During early granulation tissue formation of wound repair, new capillaries invade the fibrin clot, a process that undoubtedly requires an interaction of vascular cells with the wound provisional matrix composed mainly of fibrin, fibronectin, and vitronectin. Integrin αvβ3 is the vascular cell receptor for these wound-associated adhesive proteins. Therefore, we investigated the expression of this receptor on new capillaries of healing full-thickness cutaneous porcine wounds. During granulation tissue formation, αvβ3 was expressed specifically on capillary sprouts invading the central fibrin clot whereas the closely related integrin αvβ5 failed to localize to these cells. Cyclic peptides or antibody antagonists of αvβ3 specifically inhibited granulation tissue formation in a transient manner during the period of invasive angiogenesis.
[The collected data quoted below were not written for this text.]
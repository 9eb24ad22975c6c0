// -*- mode: rust; -*-
//
// This file is part of `psmt`.
// Copyright © 2019 Galois, Inc.
// See LICENSE for licensing information.

//! How keys and ciphertexts of each scheme travel over a [`Channel`].

use homomorphic::{
    HomomorphicScheme, Paillier, PaillierCiphertext, PaillierPublicKey, PlaintextCiphertext,
    PlaintextKey, PlaintextScheme,
};
use psmt_channel::Channel;

/// A [`HomomorphicScheme`] whose public keys and ciphertexts can be sent to
/// the peer.
pub trait WireScheme: HomomorphicScheme {
    /// Send a public key.
    fn write_public_key(&self, channel: &mut Channel<'_>, pk: &Self::PublicKey)
        -> eyre::Result<()>;

    /// Receive a public key, validating it.
    fn read_public_key(&self, channel: &mut Channel<'_>) -> eyre::Result<Self::PublicKey>;

    /// Send a ciphertext.
    fn write_ciphertext(
        &self,
        channel: &mut Channel<'_>,
        ct: &Self::Ciphertext,
    ) -> eyre::Result<()>;

    /// Receive a ciphertext under `pk`, validating it.
    fn read_ciphertext(
        &self,
        channel: &mut Channel<'_>,
        pk: &Self::PublicKey,
    ) -> eyre::Result<Self::Ciphertext>;
}

impl WireScheme for Paillier {
    fn write_public_key(
        &self,
        channel: &mut Channel<'_>,
        pk: &PaillierPublicKey,
    ) -> eyre::Result<()> {
        channel.write_biguint(pk.n())
    }

    fn read_public_key(&self, channel: &mut Channel<'_>) -> eyre::Result<PaillierPublicKey> {
        let n = channel.read_biguint()?;
        Ok(PaillierPublicKey::from_modulus(n)?)
    }

    fn write_ciphertext(
        &self,
        channel: &mut Channel<'_>,
        ct: &PaillierCiphertext,
    ) -> eyre::Result<()> {
        channel.write_biguint(ct.value())
    }

    fn read_ciphertext(
        &self,
        channel: &mut Channel<'_>,
        pk: &PaillierPublicKey,
    ) -> eyre::Result<PaillierCiphertext> {
        let value = channel.read_biguint()?;
        Ok(pk.ciphertext_from_value(value)?)
    }
}

impl WireScheme for PlaintextScheme {
    fn write_public_key(&self, channel: &mut Channel<'_>, pk: &PlaintextKey) -> eyre::Result<()> {
        channel.write_usize(pk.bits())
    }

    fn read_public_key(&self, channel: &mut Channel<'_>) -> eyre::Result<PlaintextKey> {
        Ok(PlaintextKey::new(channel.read_usize()?))
    }

    fn write_ciphertext(
        &self,
        channel: &mut Channel<'_>,
        ct: &PlaintextCiphertext,
    ) -> eyre::Result<()> {
        channel.write_bigint(ct.value())
    }

    fn read_ciphertext(
        &self,
        channel: &mut Channel<'_>,
        _pk: &PlaintextKey,
    ) -> eyre::Result<PlaintextCiphertext> {
        Ok(PlaintextCiphertext::new(channel.read_bigint()?))
    }
}

#[cfg(test)]
mod tests {
    use super::*;
    use num_bigint::{BigInt, BigUint};
    use psmt_channel::local::local_channel_pair;
    use rand::SeedableRng;
    use rand_chacha::ChaCha20Rng;

    #[test]
    fn test_paillier_key_and_ciphertext_cross_the_wire() {
        let mut rng = ChaCha20Rng::seed_from_u64(0);
        let (pk, sk) = Paillier.keygen(256, &mut rng).unwrap();
        let ct = Paillier.encrypt(&pk, &BigInt::from(-77), &mut rng).unwrap();
        let (decrypted, ()) = local_channel_pair(
            |channel| {
                let pk = Paillier.read_public_key(channel)?;
                let ct = Paillier.read_ciphertext(channel, &pk)?;
                Ok(Paillier.decrypt(&sk, &ct)?)
            },
            |channel| {
                Paillier.write_public_key(channel, &pk)?;
                Paillier.write_ciphertext(channel, &ct)
            },
        )
        .unwrap();
        assert_eq!(decrypted, BigInt::from(-77));
    }

    #[test]
    fn test_paillier_rejects_bad_values() {
        let mut rng = ChaCha20Rng::seed_from_u64(1);
        let (pk, _) = Paillier.keygen(256, &mut rng).unwrap();
        let n_squared = pk.n() * pk.n();
        let (result, ()) = local_channel_pair(
            |channel| {
                let pk = Paillier.read_public_key(channel)?;
                Ok(Paillier.read_ciphertext(channel, &pk).is_err())
            },
            |channel| {
                Paillier.write_public_key(channel, &pk)?;
                channel.write_biguint(&n_squared)
            },
        )
        .unwrap();
        assert!(result);

        let (result, ()) = local_channel_pair(
            |channel| Ok(Paillier.read_public_key(channel).is_err()),
            |channel| channel.write_biguint(&BigUint::from(1u32 << 20)),
        )
        .unwrap();
        assert!(result);
    }

    #[test]
    fn test_plaintext_scheme_cross_the_wire() {
        let (received, ()) = local_channel_pair(
            |channel| {
                let pk = PlaintextScheme.read_public_key(channel)?;
                let ct = PlaintextScheme.read_ciphertext(channel, &pk)?;
                Ok((pk, ct))
            },
            |channel| {
                PlaintextScheme.write_public_key(channel, &PlaintextKey::new(2048))?;
                PlaintextScheme
                    .write_ciphertext(channel, &PlaintextCiphertext::new(BigInt::from(-5)))
            },
        )
        .unwrap();
        assert_eq!(
            received,
            (
                PlaintextKey::new(2048),
                PlaintextCiphertext::new(BigInt::from(-5))
            )
        );
    }
}
// -*- mode: rust; -*-
//
// This file is part of `homomorphic`.
// Copyright © 2019 Galois, Inc.
// See LICENSE for licensing information.
#![deny(missing_docs)]

//! Additively homomorphic public-key encryption.
//!
//! [`HomomorphicScheme`] is the capability the membership protocol is written
//! against. Two implementations are provided:
//!
//! * [`Paillier`], the Paillier cryptosystem from `libpaillier`.
//! * [`PlaintextScheme`], a passthrough "scheme" whose ciphertexts are the
//!   plaintexts themselves. It exists so that protocol arithmetic can be tested
//!   quickly and deterministically.

mod errors;
mod paillier;
mod plaintext;
mod scheme;

pub use crate::{
    errors::Error,
    paillier::{Paillier, PaillierCiphertext, PaillierPrivateKey, PaillierPublicKey, MIN_KEY_BITS},
    plaintext::{PlaintextCiphertext, PlaintextKey, PlaintextScheme},
    scheme::HomomorphicScheme,
};
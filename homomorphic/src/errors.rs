// -*- mode: rust; -*-
//
// This file is part of `homomorphic`.
// Copyright © 2019 Galois, Inc.
// See LICENSE for licensing information.

use std::fmt::{self, Display, Formatter};

/// Errors produced by the homomorphic encryption schemes.
#[derive(Clone, Debug, PartialEq, Eq)]
pub enum Error {
    /// The requested key size is below the supported minimum.
    KeyTooSmall {
        /// Requested modulus size in bits.
        bits: usize,
        /// Smallest supported modulus size in bits.
        min: usize,
    },
    /// No usable key pair of the requested size was produced.
    KeyGenerationFailed {
        /// Requested modulus size in bits.
        bits: usize,
    },
    /// A public key modulus is not usable (even, or too small).
    InvalidModulus,
    /// A ciphertext is not an element of the ciphertext group.
    MalformedCiphertext,
    /// Ciphertexts or keys from different key pairs were combined.
    KeyMismatch,
    /// `libpaillier` refused an operation on out-of-range operands.
    OperationFailed(&'static str),
}

impl Display for Error {
    fn fmt(&self, f: &mut Formatter) -> fmt::Result {
        match self {
            Error::KeyTooSmall { bits, min } => write!(
                f,
                "key too small: requested {} bits but at least {} are required",
                bits, min
            ),
            Error::KeyGenerationFailed { bits } => {
                write!(f, "failed to generate a {}-bit key pair", bits)
            }
            Error::InvalidModulus => "invalid public key modulus".fmt(f),
            Error::MalformedCiphertext => "malformed ciphertext".fmt(f),
            Error::KeyMismatch => "ciphertext was produced under a different key".fmt(f),
            Error::OperationFailed(op) => write!(f, "paillier {} failed", op),
        }
    }
}

impl std::error::Error for Error {}
// -*- mode: rust; -*-
//
// This file is part of `psmt`.
// Copyright © 2019 Galois, Inc.
// See LICENSE for licensing information.

//! Encoding a set as the roots of a polynomial over the integers.

use num_bigint::BigInt;
use num_traits::{One, Zero};

/// The monic polynomial `P(x) = (x - s_1)(x - s_2)...(x - s_n)` whose roots are
/// exactly the given integers.
///
/// Coefficients are exact integers, stored leading coefficient first:
/// `[a_n, a_{n-1}, ..., a_1, a_0]` with `a_n = 1`.
#[derive(Clone, Debug, PartialEq, Eq)]
pub struct RootPolynomial {
    coefficients: Vec<BigInt>,
}

impl RootPolynomial {
    /// Build the polynomial with roots `roots`.
    ///
    /// The roots are expected to be distinct; a repeated root shows up as a
    /// repeated factor. No roots gives the constant polynomial `1`, which has
    /// no zeros at all.
    pub fn from_roots(roots: &[BigInt]) -> Self {
        let mut coefficients = Vec::with_capacity(roots.len() + 1);
        coefficients.push(BigInt::one());
        for s in roots {
            // Multiply by (x - s): appending a zero shifts every coefficient up
            // one degree, then each position picks up `-s` times its left
            // neighbour.
            coefficients.push(BigInt::zero());
            for i in (1..coefficients.len()).rev() {
                let scaled = &coefficients[i - 1] * s;
                coefficients[i] -= scaled;
            }
        }
        RootPolynomial { coefficients }
    }

    /// The degree `n`, i.e. the number of roots.
    #[inline]
    pub fn degree(&self) -> usize {
        self.coefficients.len() - 1
    }

    /// All coefficients, leading coefficient first.
    #[inline]
    pub fn coefficients(&self) -> &[BigInt] {
        &self.coefficients
    }

    /// The coefficient `a_k` of `x^k`.
    ///
    /// # Panics
    /// Panics if `k` exceeds the degree.
    #[inline]
    pub fn coefficient(&self, k: usize) -> &BigInt {
        &self.coefficients[self.degree() - k]
    }

    /// The constant term `a_0`.
    #[inline]
    pub fn constant(&self) -> &BigInt {
        self.coefficient(0)
    }

    /// The non-constant terms as `(k, a_k)` for `k = 1..=n`.
    pub fn terms(&self) -> impl Iterator<Item = (usize, &BigInt)> + '_ {
        (1..=self.degree()).map(move |k| (k, self.coefficient(k)))
    }

    /// Evaluate the polynomial at `x` in plain integer arithmetic.
    pub fn eval(&self, x: &BigInt) -> BigInt {
        self.coefficients
            .iter()
            .fold(BigInt::zero(), |acc, a| acc * x + a)
    }
}
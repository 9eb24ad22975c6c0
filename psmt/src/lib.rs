// -*- mode: rust; -*-
//
// This file is part of `psmt`.
// Copyright © 2019 Galois, Inc.
// See LICENSE for licensing information.
#![deny(missing_docs)]

//! Private set-membership testing.
//!
//! A [`Server`] holds a set `S` of integers and encodes it as the monic
//! polynomial `P(x) = prod_{s in S} (x - s)`. A [`Client`] holding a query `c`
//! sends encryptions of `c, c^2, ..., c^n` under its own key for an additively
//! homomorphic scheme. The server evaluates `P` on them homomorphically,
//! multiplies by a random nonzero blinding factor, and returns the ciphertext.
//! The client learns only whether the decryption is zero, i.e. whether
//! `c in S`; the server learns nothing about `c`.
//!
//! Both parties are semi-honest. [`run_protocol`] runs them in-process;
//! [`session`] runs them over a [`psmt_channel::Channel`].

mod client;
mod errors;
mod polynomial;
mod protocol;
mod server;
pub mod session;
pub mod wire;

pub use crate::{
    client::{Client, EncryptedPowers},
    errors::Error,
    polynomial::RootPolynomial,
    protocol::{
        query_server, run_protocol, run_protocol_with, Diagnostics, ProtocolParams,
        DEFAULT_KEY_BITS,
    },
    server::{BlindedResult, EvaluationResult, Server, DEFAULT_MAX_BLINDING_FACTOR},
};

/// Marker for parties secure against semi-honest adversaries only.
pub trait SemiHonest {}
//! Hermes parser: converts a token stream into an AST.

mod parse_decl;
mod parse_expr;
mod parse_stmt;
mod parser;

use hermes_types::ast::{Module, Program};
use hermes_types::Result;

pub use parser::Parser;

/// Lex and parse a program (a file or a REPL line).
pub fn parse_program(source: &str) -> Result<Program> {
    Parser::new(source)?.parse_program()
}

/// Lex and parse a module file, which must start with `!module["name"]`.
pub fn parse_module(source: &str) -> Result<Module> {
    Parser::new(source)?.parse_module()
}
//! Hermes tree-walking evaluator.
//!
//! Executes parsed programs directly from the AST against persistent state
//! (variables, functions, imported modules), so the same [`Evaluator`] can
//! serve a REPL line by line or run a whole file once.

pub mod builtins;
pub mod console;
pub mod env;
pub mod error;
pub mod evaluator;
pub mod modules;
pub mod resolver;
pub mod value;

pub use console::Console;
pub use env::Environment;
pub use error::{EvalError, EvalResult};
pub use evaluator::{EvalOptions, Evaluator, DEFAULT_MAX_CALL_DEPTH};
pub use modules::{Callable, ModuleRegistry};
pub use resolver::{DirectoryResolver, ModuleResolver, NoModules, ResolveError, SourceResolver};
pub use value::Value;

/// Parse `source` and interpret it on `evaluator`.
///
/// Syntax errors surface as [`EvalError::Syntax`].
pub fn run_source(evaluator: &mut Evaluator, source: &str) -> EvalResult<()> {
    let program = hermes_parser::parse_program(source)?;
    evaluator.interpret(&program)
}
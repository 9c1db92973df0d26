use serde::{Deserialize, Serialize};
use std::fmt;

/// Source location span.
///
/// All line/column values are 1-based for human-readable error messages.
#[derive(Debug, Clone, Copy, PartialEq, Eq, Hash, Serialize, Deserialize)]
pub struct Span {
    pub start_line: u32,
    pub start_col: u32,
    pub end_line: u32,
    pub end_col: u32,
}

impl Span {
    pub fn new(start_line: u32, start_col: u32, end_line: u32, end_col: u32) -> Self {
        Self {
            start_line,
            start_col,
            end_line,
            end_col,
        }
    }

    /// Create a zero-width span at a single position.
    pub fn point(line: u32, col: u32) -> Self {
        Self::new(line, col, line, col)
    }

    /// Merge two spans into one that covers both.
    pub fn merge(self, other: Span) -> Span {
        let (start_line, start_col) =
            (self.start_line, self.start_col).min((other.start_line, other.start_col));
        let (end_line, end_col) = (self.end_line, self.end_col).max((other.end_line, other.end_col));
        Span::new(start_line, start_col, end_line, end_col)
    }
}

impl Default for Span {
    fn default() -> Self {
        Span::point(1, 1)
    }
}

impl fmt::Display for Span {
    fn fmt(&self, f: &mut fmt::Formatter<'_>) -> fmt::Result {
        write!(f, "{}:{}", self.start_line, self.start_col)
    }
}

#[cfg(test)]
mod tests {
    use super::*;

    #[test]
    fn test_span_point() {
        let s = Span::point(1, 5);
        assert_eq!(s, Span::new(1, 5, 1, 5));
    }

    #[test]
    fn test_span_merge_across_lines() {
        let a = Span::new(1, 5, 1, 10);
        let b = Span::new(2, 3, 2, 8);
        assert_eq!(a.merge(b), Span::new(1, 5, 2, 8));
        assert_eq!(b.merge(a), Span::new(1, 5, 2, 8));
    }

    #[test]
    fn test_span_merge_same_line() {
        let a = Span::new(1, 5, 1, 10);
        let b = Span::new(1, 3, 1, 8);
        assert_eq!(a.merge(b), Span::new(1, 3, 1, 10));
    }

    #[test]
    fn test_span_display() {
        assert_eq!(Span::new(3, 7, 3, 15).to_string(), "3:7");
    }
}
Immunolocalization studies revealed that αvβ3 became aggregated and lost from sprouting vessels after treatment with a peptide antagonist. In contrast, β1 integrins were not modulated by this treatment. Once granulation tissue filled the wound and invasive angiogenesis terminated, the αvβ3 showed little or no expression in the granulation tissue microvasculature. These data demonstrate that integrin αvβ3 plays a fundamental, but transient, role during invasive angiogenesis and granulation tissue formation in a healing wound.